In the winter, when they don’t play cricket, they play poker in a large
upstairs room in Mr. Singh’s home, decorated with dozens of cricket trophies
and nearly as many bottles of liquor. (The amount of socializing has led the
club to adopt an unofficial motto: “We also play cricket.”)
There have been times when geopolitics have
briefly intruded on the club’s bonhomie, and early on, one episode led to a
member being ejected. That was in 1999, shortly after Mr. Singh had founded the
club, and when it had only one or two Pakistani members.
That spring and summer, India and Pakistan
briefly went to war in Kashmir. Mr. Singh said he received a phone call one
morning from an Indian-American club member demanding that the Pakistani
members be kicked out.
Mr. Singh said he was stunned. “I said, ‘You
know what? You’re not going to play in our club anymore — that’s not the kind
of club we are.’ ”
On Sunday, at a reporter’s request, a group
of the party guests agreed to move into the poker room to discuss the most
recent escalation. There was no one from Kashmir, the region at the center of
the rivalry, whose residents are often left out of the debate about the two
country’s actions. It wasn’t long before differences emerged.

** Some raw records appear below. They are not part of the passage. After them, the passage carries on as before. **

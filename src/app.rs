//! Top-level application orchestration.
//!
//! `src/main.rs` only maps the result to an exit code; this module:
//! - loads `.env` and parses CLI arguments
//! - sets up logging from the verbosity flag
//! - runs one or all experiment pipelines and prints their results
//! - generates synthetic datasets

use clap::Parser;
use log::{debug, info};

use crate::cli::{Cli, Command, SimulateArgs};
use crate::domain::{ExperimentKind, RunConfig};
use crate::error::AppError;

pub mod pipeline;

/// Entry point for the `labfit` binary.
pub fn run() -> Result<(), AppError> {
    // `.env` may provide LABFIT_FONT, so it has to be loaded before parsing.
    let dotenv = dotenvy::dotenv();
    let cli = Cli::parse();
    init_logging(cli.verbose);
    if let Ok(path) = dotenv {
        debug!("Loaded environment from {}", path.display());
    }

    let kind = cli.command.experiment();
    match cli.command {
        Command::Heating(args) | Command::SpecificHeat(args) | Command::Vapor(args) => {
            let kind = kind.ok_or_else(|| AppError::new(2, "No experiment selected."))?;
            handle_experiment(kind, &args.to_config())
        }
        Command::All(args) => {
            let config = args.to_config(None);
            for kind in ExperimentKind::ALL {
                handle_experiment(kind, &config)?;
            }
            Ok(())
        }
        Command::Simulate(args) => handle_simulate(&args),
    }
}

fn init_logging(verbose: u8) {
    env_logger::Builder::new()
        .filter_level(match verbose {
            0 => log::LevelFilter::Warn,
            1 => log::LevelFilter::Info,
            _ => log::LevelFilter::Debug,
        })
        .format_timestamp_secs()
        .init();
}

fn handle_experiment(kind: ExperimentKind, config: &RunConfig) -> Result<(), AppError> {
    let run = pipeline::run_experiment(kind, config)?;

    println!("{}", run.results_text);
    println!("Results saved to: {}", run.results_path.display());
    if let Some(path) = &run.json_path {
        println!("JSON export saved to: {}", path.display());
    }
    if let Some(path) = &run.plot_path {
        println!("Plot saved successfully to: {}", path.display());
    }
    info!(
        "{}: {} ({} points, chi2/dof = {:.3})",
        kind.display_name(),
        run.analysis.fit.method.display_name(),
        run.analysis.input.len(),
        run.analysis.fit.reduced_chi2().unwrap_or(f64::NAN)
    );
    Ok(())
}

fn handle_simulate(args: &SimulateArgs) -> Result<(), AppError> {
    let path = args.output_path();
    crate::data::write_synthetic_csv(&path, args.experiment, &args.options())?;
    println!("Synthetic data written to: {}", path.display());
    Ok(())
}
//! Numerical core: weighted least squares, line fits, error propagation.

pub mod ols;
pub mod propagate;
pub mod regression;

pub use ols::*;
pub use propagate::*;
pub use regression::*;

Omar Virk, 28, who grew up outside Lahore and
came here three and a half years ago to study for his bachelor’s degree at the
University of Massachusetts Lowell, said he believed that India’s prime
minister was purposefully stoking the conflict.
“Modi is trying to push into this one,” he
said. “You know how he won the last election, right? He was anti-Pakistan from
the start.”
“I disagree with that,” said Moin Ghouse, 38,
who is from the Indian state of Hyderabad.
“I think Modi is politically savvy enough to
understand the risks involved in going for an all-out war,” Mr. Ghouse added.
Mr. Virk began talking about theories he said
were being discussed on Indian television suggesting that Mr. Modi himself was
behind the terrorist attack. “Nobody can prove that,” he added, though he said
he had been thinking the same thing.
Others said the idea was absurd.
Mr. Shah, the club member from Gujarat — Mr.
Modi’s home state, where he was chief minister in 2002 when deadly religious
riots took place in which roughly a thousand people, mostly Muslims, were
killed — said many Indians were thrilled that Mr. Modi had taken a stand and
attacked Pakistan in response to the suicide bombing.
As competing conversations broke out, Mr.
Ahmad, the club member from Karachi, said he had been worried in recent days
about the possibility of war, because he believed that India increasingly saw
itself as a superpower.
“I was a little unnerved that we may be — on
the other side of the border, some of our brothers may be a little bit too much
trigger-happy, and they would say, ‘O.K., these guys have been doing these
shenanigans for us for many, many years, let’s show them.’”
One of Mr. Singh’s close friends, Parak
Ananta, began reminding the group that dinner was getting cold downstairs.
Eventually, everyone went down to eat.
Asked when club members last had a
conversation like this, Mr. Singh said that it had been years ago, when he
started a Facebook group for club members and others to discuss a series of
India-Pakistan cricket games. Mr. Ananta had thought starting the group was a
bad idea — that passions would run too high, and people would say things they
would regret. Looking back, Mr. Ananta said that he felt he had been right; the
conversation had damaged some friendships.
“We have to be real sometime,” Mr. Singh
insisted. “We can’t just be in a cocoon all the time.”
Mr. Ananta disagreed. “Even between wife and husband
there are certain things that are taboo,” he said.